La digital second hand va di moda
Se ci viene istintivo pensare che la seconda mano sia anche una seconda scelta, è arrivato il momento di ricrederci. Soprattutto perché il settore “in” per definizione, la moda, ha imboccato questa strada con convinzione.
A dicembre è approdata anche in Italia Vinted, piattaforma nata nel 2008 dall’intuizione di due amici lituani: Milda, studentessa universitaria alle prese con un armadio straripante e un trasferimento a Vilnius, e Justan, sviluppatore. Il proposito di vendere qualche vestito di troppo è diventato prima un sito e poi un’app che oggi è attiva in 12 Paesi europei, con 37 milioni di iscritti e un team di 500 persone che lavorano dietro le quinte. L’intento è quello di espandersi ancora, anche grazie ai 250 milioni di euro appena raccolti con un nuovo round di finanziamento. Certamente – sottolinea un’analisi pubblicata da Fashion Network – bisogna raggiungere una certa massa critica per rendere redditizio un modello di business i cui unici ricavi sono le inserzioni pubblicitarie e una commissione su ogni transazione andata a buon fine (pagata dall’acquirente e non dal venditore).
Lusso di seconda mano
Non ha di questi problemi un gruppo del calibro di Kering, che i più conosceranno attraverso i suoi brand (Gucci, Yves Saint Laurent, Balenciaga, Bottega Veneta e Pomellato, solo per citarne alcuni). Ebbene, questo peso massimo del fashion&luxury ha acquisito il 5% di Vestiaire Collective, celebre marketplace di articoli di lusso. Usati, ça va sans dire.
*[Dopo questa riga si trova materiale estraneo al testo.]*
// 🛡️ Administration
// User overview, cascade deletion and global statistics (admins only)

use serde::Serialize;
use serde_json::json;
use tracing::info;

use crate::error::{HabitError, Result};
use crate::model::User;
use crate::stats::{admin_stats, AdminStats};
use crate::store::HabitStore;
use crate::tracker::{HabitTracker, HabitView};

#[derive(Debug, Clone, PartialEq, Serialize)]
#[serde(rename_all = "camelCase")]
pub struct UserSummary {
    #[serde(flatten)]
    pub user: User,
    pub habit_count: usize,
}

#[derive(Debug, Clone, PartialEq, Serialize)]
pub struct UserDetail {
    pub user: User,
    pub habits: Vec<HabitView>,
}

impl<S: HabitStore> HabitTracker<S> {
    /// The acting user, if they are an admin
    fn require_admin(&self, admin_id: &str) -> Result<User> {
        let admin = self.store().get_user(admin_id)?;

        if !admin.is_admin {
            return Err(HabitError::Forbidden("admin access required".into()));
        }

        Ok(admin)
    }

    pub fn admin_list_users(&self, admin_id: &str) -> Result<Vec<UserSummary>> {
        self.require_admin(admin_id)?;

        self.store()
            .list_users()?
            .into_iter()
            .map(|user| -> Result<UserSummary> {
                let habit_count = self.store().count_habits(&user.id)?;
                Ok(UserSummary { user, habit_count })
            })
            .collect()
    }

    pub fn admin_user_detail(&self, admin_id: &str, user_id: &str) -> Result<UserDetail> {
        self.require_admin(admin_id)?;

        let user = self.store().get_user(user_id)?;
        let habits = self.habits(user_id)?;
        Ok(UserDetail { user, habits })
    }

    /// Delete a user with all their habits. Admins cannot delete themselves.
    pub fn admin_delete_user(&self, admin_id: &str, user_id: &str) -> Result<usize> {
        self.require_admin(admin_id)?;

        if admin_id == user_id {
            return Err(HabitError::Forbidden("cannot delete your own account".into()));
        }

        let removed = self.store().delete_user(user_id)?;

        info!(user_id, habits_removed = removed, "user deleted");
        let data = json!({ "habits_removed": removed });
        self.log_event("user_deleted", "user", user_id, data, admin_id);

        Ok(removed)
    }

    pub fn admin_stats(&self, admin_id: &str) -> Result<AdminStats> {
        self.require_admin(admin_id)?;

        let users = self.store().list_users()?;
        let habits = self.store().list_all_habits()?;
        Ok(admin_stats(&users, &habits, self.today()))
    }
}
Il suo diretto competitor, The RealReal, già da qualche anno offre un bonus a chi rivende capi di Stella McCartney e Burberry, a seguito di un accordo stretto con i brand stessi. Da qualche mese ha introdotto anche uno store digitale dedicato a Gucci, popolato anche dalle boutique “ufficiali” e non più solo dagli utenti intenzionati a ricavare qualche soldino da una borsa abbandonata in fondo a un armadio.
Evidentemente i grandi brand non possono restare indifferenti alle proiezioni di crescita per questo mercato. Secondo la società di consulenza Bcg, il second hand di gioielli e orologi da solo vale già 21 miliardi di euro a livello globale, con un tasso di crescita dell’8% annuo che è ben più veloce di quello del segmento lusso nel suo insieme. L’aspetto più interessante è che siamo soltanto all’inizio: chi saprà cogliere queste nuove opportunità, con un atteggiamento aperto e creativo, avrà molto da guadagnarci.
Smartphone ricondizionati: perché no?
Quando bisogna cambiare computer, smartphone o tablet, ci sarà da fidarsi a scegliere un device di seconda mano? La risposta è sì, soprattutto se non è usato bensì ricondizionato. C’è tutta la differenza del mondo, perché nel secondo caso significa che un operatore specializzato ha ritirato il prodotto, ha sostituito con ricambi originali le parti danneggiate (tipicamente la scocca graffiata o lo schermo rotto), ha ripristinato il sistema operativo, ha condotto una serie di test e ha igienizzato il tutto. Insomma, dopo tutti questi passaggi è quasi impossibile distinguerlo da uno appena uscito dalla fabbrica. Anzi, la differenza c’è: il prezzo!
Più di 200mila persone per questo si sono affidate a Swappie, un servizio finlandese che valuta i vecchi iPhone, li acquista, li ricondiziona e infine li rimette in vendita offrendo 12 mesi di garanzia. Considerato anche l’impatto ambientale della produzione di uno smartphone, vale la pena di farci un pensiero!